• [Material for the task]
-- Opening Marker --
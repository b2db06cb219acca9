//! HttpRegistryClient — reqwest client for the judicial registry API
//!
//! Models the Rama Judicial unified lookup: a docket query resolving the
//! provider's internal process id and forum ("despacho"), then a fetch of
//! the case's actuations. Provider payloads are validated here, at the
//! boundary; nothing dynamically shaped crosses into the engine.

use chrono::NaiveDate;
use reqwest::{Client, StatusCode};
use serde::Deserialize;
use serde::de::DeserializeOwned;
use shared::registry::{ProcessSnapshot, SnapshotActuation};

use super::{FetchError, FetchResult, RegistryClient};
use crate::config::EngineConfig;

/// HTTP client for the judicial registry lookup API
pub struct HttpRegistryClient {
    client: Client,
    base_url: String,
}

impl HttpRegistryClient {
    pub fn new(config: &EngineConfig) -> FetchResult<Self> {
        let client = Client::builder()
            .timeout(config.fetch_timeout())
            .build()
            .map_err(|e| FetchError::Transport(format!("Failed to build HTTP client: {e}")))?;

        Ok(Self {
            client,
            base_url: config.registry_base_url.trim_end_matches('/').to_string(),
        })
    }

    /// GET a JSON payload; `None` means the resource does not exist (404)
    async fn get_json<T: DeserializeOwned>(&self, url: &str) -> FetchResult<Option<T>> {
        let response = self.client.get(url).send().await?;

        match response.status() {
            StatusCode::NOT_FOUND => Ok(None),
            StatusCode::TOO_MANY_REQUESTS => Err(FetchError::Throttled),
            status if !status.is_success() => Err(FetchError::Status(status.as_u16())),
            _ => {
                let parsed = response.json::<T>().await.map_err(|e| {
                    if e.is_decode() {
                        FetchError::MalformedPayload(e.to_string())
                    } else {
                        FetchError::Transport(e.to_string())
                    }
                })?;
                Ok(Some(parsed))
            }
        }
    }
}

#[async_trait::async_trait]
impl RegistryClient for HttpRegistryClient {
    async fn fetch_by_docket(&self, docket: &str) -> FetchResult<ProcessSnapshot> {
        let numero = normalize_docket(docket);
        let url = format!(
            "{}/Procesos/Consulta/NumeroRadicacion?numero={}&SoloActivos=false&pagina=1",
            self.base_url, numero
        );

        // Unknown docket: valid absence, not a failure
        let Some(query) = self.get_json::<DocketQueryResponse>(&url).await? else {
            return Ok(ProcessSnapshot::empty());
        };
        let Some(proceso) = query.procesos.into_iter().next() else {
            return Ok(ProcessSnapshot::empty());
        };

        let url = format!(
            "{}/Proceso/Actuaciones/{}?pagina=1",
            self.base_url, proceso.id_proceso
        );
        let actuaciones = match self.get_json::<ActuationsResponse>(&url).await? {
            Some(page) => page.actuaciones,
            None => Vec::new(),
        };

        snapshot_from_wire(proceso, actuaciones)
    }
}

/// Docket as the provider expects it: digits only, separators stripped
fn normalize_docket(docket: &str) -> String {
    docket.chars().filter(char::is_ascii_digit).collect()
}

// ========== Provider wire format ==========

#[derive(Debug, Deserialize)]
#[serde(rename_all = "camelCase")]
struct DocketQueryResponse {
    #[serde(default)]
    procesos: Vec<WireProcess>,
}

#[derive(Debug, Deserialize)]
#[serde(rename_all = "camelCase")]
struct WireProcess {
    id_proceso: i64,
    #[serde(default)]
    despacho: Option<String>,
    #[serde(default)]
    fecha_ultima_actuacion: Option<String>,
}

#[derive(Debug, Deserialize)]
#[serde(rename_all = "camelCase")]
struct ActuationsResponse {
    #[serde(default)]
    actuaciones: Vec<WireActuation>,
}

#[derive(Debug, Deserialize)]
#[serde(rename_all = "camelCase")]
struct WireActuation {
    fecha_actuacion: String,
    actuacion: String,
    #[serde(default)]
    anotacion: Option<String>,
    #[serde(default)]
    fecha_inicial: Option<String>,
    #[serde(default)]
    fecha_final: Option<String>,
}

/// Normalize the raw provider rows into a validated snapshot
fn snapshot_from_wire(
    proceso: WireProcess,
    actuaciones: Vec<WireActuation>,
) -> FetchResult<ProcessSnapshot> {
    let mut rows = Vec::with_capacity(actuaciones.len());
    for wire in actuaciones {
        rows.push(SnapshotActuation {
            date: parse_provider_date(&wire.fecha_actuacion)?,
            kind: wire.actuacion,
            annotation: wire.anotacion.unwrap_or_default(),
            start_date: parse_optional_date(wire.fecha_inicial.as_deref())?,
            end_date: parse_optional_date(wire.fecha_final.as_deref())?,
        });
    }

    let forum = proceso
        .despacho
        .map(|d| d.trim().to_string())
        .filter(|d| !d.is_empty());
    let most_recent_kind = rows.iter().max_by_key(|a| a.date).map(|a| a.kind.clone());
    let most_recent_date = match proceso.fecha_ultima_actuacion.as_deref() {
        Some(raw) => Some(parse_provider_date(raw)?),
        None => rows.iter().map(|a| a.date).max(),
    };

    Ok(ProcessSnapshot {
        forum,
        actuations: rows,
        most_recent_date,
        most_recent_kind,
    })
}

/// Provider dates arrive as `2020-01-15T00:00:00`; only the day matters
fn parse_provider_date(raw: &str) -> FetchResult<NaiveDate> {
    let day = raw.get(..10).unwrap_or(raw);
    day.parse::<NaiveDate>()
        .map_err(|_| FetchError::MalformedPayload(format!("unparseable date: {raw}")))
}

fn parse_optional_date(raw: Option<&str>) -> FetchResult<Option<NaiveDate>> {
    match raw {
        None => Ok(None),
        Some(s) if s.trim().is_empty() => Ok(None),
        Some(s) => parse_provider_date(s).map(Some),
    }
}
-- Closing Marker --
• [Task item] Please show every line above that includes the word "format".

• [Result of the exercise]
            .map_err(|e| FetchError::Transport(format!("Failed to build HTTP client: {e}")))?;
        let url = format!(
        let url = format!(
// ========== Provider wire format ==========
        .map_err(|_| FetchError::MalformedPayload(format!("unparseable date: {raw}")))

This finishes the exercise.